Wireless immobilizers are exceptionally viable devices of non-deadly safeguard camouflaged as cells and I guarantee you that even on the nearest of assessments it is difficult to tell that these things are everything except the cells they are claiming to be. What they truly are however is a 4.5 million volt immobilizer very much equipped for stifling even the greatest and baddest of grinches this Christmas season.

 

Picture this maybe, you are at the shopping center returning the sweater grandmother got you, it is wintertime so it gets dull early and the parking garage you are in is faintly lit and there is no security observation of the part. You start to hear strides behind you and the speed of these strides is starting to accelerate and whoever the feet have a place with is clearly traveling toward you and drawing nearer constantly.
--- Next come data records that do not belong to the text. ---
//! Bridge configuration.
//!
//! Loaded from an optional YAML file, then overridden by command-line flags
//! (which also carry their environment fallbacks).

use std::path::Path;
use std::sync::Arc;
use std::time::Duration;

use anyhow::{Context, Result};
use serde::{Deserialize, Serialize};

use crate::discovery::{DEFAULT_TTL, DiscoveryCache};
use crate::dispatch::Dispatcher;
use crate::runner::ProcessRunner;
use crate::schema::ToolNaming;
use crate::target::{TargetSpec, parse_target};

#[derive(Debug, Clone, PartialEq, Serialize, Deserialize)]
pub struct BridgeConfig {
    /// Command line of the wrapped CLI, e.g. `glab` or `docker compose`.
    #[serde(default = "default_program")]
    pub program: String,

    /// Tool-name prefix. Defaults to the program's file name.
    #[serde(default)]
    pub tool_prefix: Option<String>,

    #[serde(default = "default_ttl_secs")]
    pub cache_ttl_secs: u64,

    /// Server name shown to MCP clients.
    #[serde(default = "default_server_name")]
    pub server_name: String,
}

fn default_program() -> String {
    "glab".to_string()
}

fn default_ttl_secs() -> u64 {
    DEFAULT_TTL.as_secs()
}

fn default_server_name() -> String {
    env!("CARGO_PKG_NAME").to_string()
}

impl Default for BridgeConfig {
    fn default() -> Self {
        Self {
            program: default_program(),
            tool_prefix: None,
            cache_ttl_secs: default_ttl_secs(),
            server_name: default_server_name(),
        }
    }
}

/// Values supplied on the command line; `None` leaves the file/default value.
#[derive(Debug, Clone, Default)]
pub struct Overrides {
    pub program: Option<String>,
    pub tool_prefix: Option<String>,
    pub cache_ttl_secs: Option<u64>,
}

impl BridgeConfig {
    pub fn from_yaml_str(content: &str) -> Result<Self> {
        if content.trim().is_empty() {
            return Ok(Self::default());
        }
        serde_yaml::from_str(content).context("invalid configuration")
    }

    pub fn load_from(path: &Path) -> Result<Self> {
        let content = std::fs::read_to_string(path)
            .with_context(|| format!("Failed to read config from {}", path.display()))?;
        Self::from_yaml_str(&content)
            .with_context(|| format!("Failed to parse config from {}", path.display()))
    }

    /// File (if any) first, then overrides on top.
    pub fn resolve(path: Option<&Path>, overrides: Overrides) -> Result<Self> {
        let mut config = match path {
            Some(path) => Self::load_from(path)?,
            None => Self::default(),
        };
        if let Some(program) = overrides.program {
            config.program = program;
        }
        if let Some(prefix) = overrides.tool_prefix {
            config.tool_prefix = Some(prefix);
        }
        if let Some(ttl) = overrides.cache_ttl_secs {
            config.cache_ttl_secs = ttl;
        }
        tracing::debug!(?config, "configuration resolved");
        Ok(config)
    }

    pub fn target(&self) -> Result<TargetSpec> {
        parse_target(&self.program)
            .with_context(|| format!("invalid program '{}'", self.program))
    }

    pub fn naming(&self, target: &TargetSpec) -> ToolNaming {
        match self.tool_prefix.as_deref().filter(|p| !p.trim().is_empty()) {
            Some(prefix) => ToolNaming::new(prefix.trim()),
            None => ToolNaming::new(target.display_name()),
        }
    }

    pub fn cache_ttl(&self) -> Duration {
        Duration::from_secs(self.cache_ttl_secs)
    }

    /// Wire runner, cache and naming together for this configuration.
    pub fn build_dispatcher(&self) -> Result<Dispatcher> {
        let target = self.target()?;
        let naming = self.naming(&target);
        let runner = Arc::new(ProcessRunner::new(target));
        let cache = Arc::new(DiscoveryCache::new(runner.clone(), self.cache_ttl()));
        Ok(Dispatcher::new(runner, cache, naming))
    }
}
You twirl around to see a huge man wearing a ski veil to conceal his personality and despite the fact that it is cold enough out to warrant a ski cover you realize this person isn’t stressed over the cold however much he is stressed over what is in your tote. On the off chance that Santa had not brought you everything except rather coal you could be in an exceptionally terrible, on the off chance that not hazardous, circumstance now. However, since you were so great you have in your tote a wireless immobilizer and the grinch in the ski cover presently has a huge number of volts going through his body and will be right away hitting the ground in a rambling futile stack and you can make your getaway and go get specialists. What’s more, since it is the Christmas season you shouldn’t for a second bother with causing your kindred man, even the ones who attempt to mug you, any drawn out sick impacts as the wireless immobilizer’s ebb and flow is likewise a low amperage momentum and thus won’t demonstrate deadly or even reason long haul harm.

 

So this Christmas season kindly consider giving the friends and family on your rundown something they can truly use with a cell immobilizer.